Die Pflege zu Hause müsse laut VdK professionalisiert werden, schließlich würden in stationären Einrichtungen Plätze fehlen, um dort alle Pflegebedürftigen unterzubringen. Demnach gebe es oft auch keine andere Möglichkeit, als die Pflege zu Hause. Dazu komme noch der stetig wachsende Mangel an Pflegefachkräften.
In Studien zeigt sich immer wieder, dass pflegende Angehörige körperlich und psychisch stark belastet sind, oft leiden sie zudem unter einer prekären finanziellen Situation. Der VdK fordert die Einführung einer Pflegepersonenzeit. Mit dieser sollen Pflegende einen Rechtsanspruch auf eine teilweise oder vollständige Freistellung von ihrer Arbeit haben. Zudem sollen sie analog zum Elterngeld eine Art Lohnersatzleistung, ein Pflegepersonengeld, erhalten. Auch rentenrechtlich brauche es eine bessere Anerkennung für diejenigen, die Menschen zu Hause pflegen. »Die Menschen, die zu Hause pflegen oder gepflegt werden, haben keine Gewerkschaft«, erklärte Bentele. Die Menschen, die zu Hause pflegen, streiken nicht. »Genau deshalb ist eine rentenrechtliche Anerkennung so extrem wichtig.« Nur so könne verhindert werden, dass sie, wenn sie für die Pflege ihrer Angehörigen ihre reguläre Arbeitszeit reduzieren oder gar aus dem Job aussteigen, später nicht noch mehr von Altersarmut betroffen sind.

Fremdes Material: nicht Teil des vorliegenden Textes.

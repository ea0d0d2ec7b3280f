//! # watson-server
//!
//! Server endpoint for the Watson framed-message transport.
//!
//! A [`Server`] listens for TCP connections (optionally upgrading each
//! to TLS), applies admission control (IP allow/deny lists and a
//! connection cap), performs the mirror side of the preshared-key
//! handshake, and runs one read loop per connection that routes frames
//! to the application's [`ServerHandler`]. Idle connections are swept
//! on a configurable interval.
//!
//! Connections are keyed by their remote address string; replies go
//! back through [`Server::send`] or [`Server::send_stream`] with that
//! id.

mod admission;
mod connection;
mod handler;
mod options;
mod server;

pub use handler::ServerHandler;
pub use options::ServerOptions;
pub use server::Server;

// Re-export the pieces applications need to configure and drive a server.
pub use watson_common::transport::KeepAlive;
pub use watson_common::{Error, Message, Result, Statistics, Status};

Obwohl so viele Menschen zu Hause gepflegt werden oder zu Hause pflegen, spiele das Thema im Bundestagswahlkampf keine Rolle. »Das ist schon echt verwunderlich«, resümierte Bentele am Montag. Dass diese Gruppe in den letzten Jahren so wenig gesehen wurde, habe viel damit zu tun, dass sie den Job zu Hause im Stillen machen und im Gegensatz zu Pflegekräften aus großen Einrichtungen nicht auf die Straße gehen. In dem nächsten Koalitionsvertrag müsse sich die Pflege zu Hause als eines der wichtigsten politischen Themen wiederfinden. Sollte es keine angemessenen Verbesserungen geben, »werden wir auf jeden Fall auf die Barrikaden gehen«, so Bentele.